Bydgoszcz: Były anonimowe sygnały. Mobbingu nie stwierdzono
Pod koniec maja br. do komendanta wojewódzkiego policji wpłynęły cztery anonimy z Wydziału Kontroli KWP w Bydgoszczy. Wszystkie dotyczyły naczelnika wydziału.
- Ankiety przeprowadzone przez Sekcję Psychologów potwierdzają ten fakt. Postępowanie prowadzi naczelnik Wydziału Kadr - mówi informator.
- W związku sygnałami, które dotarły do Komendanta Wojewódzkiego Policji w Bydgoszczy, dotyczącymi niewłaściwej atmosfery pracy oraz relacji przełożony-podwładny w Wydziale Kontroli KWP w Bydgoszczy, zlecono diagnozę w tym zakresie Sekcji Psychologów. Analiza wyników jest w trakcie. Niezależnie od diagnozy, prowadzone są także czynności sprawdzające mające na celu wyjaśnienie sygnałów, które dotarły do szefa kujawsko-pomorskich policjantów. Zapewniam, że ustalenie wszystkich okoliczności tej sprawy jest w toku - informowała mł. insp. Monika Chlebicz, rzecznik prasowy Komendanta Wojewódzkiego Policji w Bydgoszczy.
Nieprawidłowości nie stwierdzono
Mobbingu nie ma, nie ma zawiadomienia do prokuratury. Ale komendant wojewódzki spotkał się z policjantami.
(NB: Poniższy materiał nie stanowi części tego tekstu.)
use crate::infrastructure::config::{LogFormat, LoggingSettings, RotationPolicy};
use anyhow::Result;
use std::io;
use tracing::Level;
use tracing_appender::non_blocking::WorkerGuard;
use tracing_appender::rolling;
use tracing_subscriber::fmt::format::FmtSpan;
use tracing_subscriber::layer::SubscriberExt;
use tracing_subscriber::util::SubscriberInitExt;
use tracing_subscriber::{EnvFilter, Layer};

/// Logger implementation using tracing.
pub struct LoggerImpl {
    _guard: Option<WorkerGuard>,
}

impl LoggerImpl {
    /// Initialize the global subscriber from process-level logging settings.
    ///
    /// # Errors
    /// Returns an error if `settings.level` doesn't parse as a tracing level.
    #[allow(clippy::too_many_lines)]
    pub fn init(settings: &LoggingSettings) -> Result<Self> {
        let default_level = parse_log_level(&settings.level)?;
        let env_filter = EnvFilter::builder()
            .with_default_directive(default_level.into())
            .from_env_lossy();

        let guard = if let Some(ref log_dir) = settings.log_dir {
            let file_appender = match settings.rotation {
                RotationPolicy::Daily => rolling::daily(log_dir, "orchestrator.log"),
                RotationPolicy::Hourly => rolling::hourly(log_dir, "orchestrator.log"),
                RotationPolicy::Never => rolling::never(log_dir, "orchestrator.log"),
            };
            let (non_blocking_file, guard) = tracing_appender::non_blocking(file_appender);

            let file_layer = tracing_subscriber::fmt::layer()
                .json()
                .with_writer(non_blocking_file)
                .with_ansi(false)
                .with_current_span(true)
                .with_span_list(true)
                .with_target(true)
                .with_thread_ids(true)
                .with_thread_names(true)
                .with_file(true)
                .with_line_number(true)
                .with_filter(env_filter.clone());

            match settings.format {
                LogFormat::Json => {
                    let stdout_layer = tracing_subscriber::fmt::layer()
                        .json()
                        .with_writer(io::stdout)
                        .with_current_span(true)
                        .with_span_list(true)
                        .with_target(true)
                        .with_thread_ids(true)
                        .with_thread_names(true)
                        .with_file(true)
                        .with_line_number(true)
                        .with_filter(env_filter);

                    tracing_subscriber::registry()
                        .with(file_layer)
                        .with(stdout_layer)
                        .init();
                }
                LogFormat::Pretty => {
                    let stdout_layer = tracing_subscriber::fmt::layer()
                        .pretty()
                        .with_writer(io::stdout)
                        .with_target(true)
                        .with_thread_ids(true)
                        .with_file(true)
                        .with_line_number(true)
                        .with_span_events(FmtSpan::CLOSE)
                        .with_filter(env_filter);

                    tracing_subscriber::registry()
                        .with(file_layer)
                        .with(stdout_layer)
                        .init();
                }
            }

            Some(guard)
        } else {
            match settings.format {
                LogFormat::Json => {
                    let stdout_layer = tracing_subscriber::fmt::layer()
                        .json()
                        .with_writer(io::stdout)
                        .with_current_span(true)
                        .with_span_list(true)
                        .with_target(true)
                        .with_thread_ids(true)
                        .with_thread_names(true)
                        .with_file(true)
                        .with_line_number(true)
                        .with_filter(env_filter);

                    tracing_subscriber::registry().with(stdout_layer).init();
                }
                LogFormat::Pretty => {
                    let stdout_layer = tracing_subscriber::fmt::layer()
                        .pretty()
                        .with_writer(io::stdout)
                        .with_target(true)
                        .with_thread_ids(true)
                        .with_file(true)
                        .with_line_number(true)
                        .with_span_events(FmtSpan::CLOSE)
                        .with_filter(env_filter);

                    tracing_subscriber::registry().with(stdout_layer).init();
                }
            }

            None
        };

        tracing::info!(
            level = %settings.level,
            format = ?settings.format,
            file_output = settings.log_dir.is_some(),
            "logger initialized"
        );

        Ok(Self { _guard: guard })
    }

    #[cfg(test)]
    pub fn guard(&self) -> &Option<WorkerGuard> {
        &self._guard
    }
}

fn parse_log_level(level: &str) -> Result<Level> {
    match level.to_lowercase().as_str() {
        "trace" => Ok(Level::TRACE),
        "debug" => Ok(Level::DEBUG),
        "info" => Ok(Level::INFO),
        "warn" => Ok(Level::WARN),
        "error" => Ok(Level::ERROR),
        _ => anyhow::bail!("invalid log level: {level}"),
    }
}

pub use tracing::{debug, error, info, instrument, trace, warn};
- Mając na uwadze sygnały, które dotarły do Komendanta Wojewódzkiego Policji w Bydgoszczy dotyczące atmosfery pracy oraz relacji przełożony-podwładny w Wydziale Kontroli KWP w Bydgoszczy, po diagnozie psychologów oraz przeprowadzonych czynnościach sprawdzających, mogę przekazać, iż naczelnikowi wydziału zalecono wdrożenie transparentnych kryteriów oceny podwładnych oraz poprawy kontaktów przełożony-podwładny. W ostatnich dniach szef kujawsko-pomorskich policjantów spotkał się z policjantami i pracownikami tego wydziału, którzy potwierdzili poprawę relacji i atmosfery pracy. W tej chwili sytuacja ta jest wyjaśniona i nie wymaga dalszych ingerencji, niemniej będzie nadal monitorowana - stwierdziła w środę (17.07) mł. insp. Monika Chlebicz, rzecznik KWP w Bydgoszczy.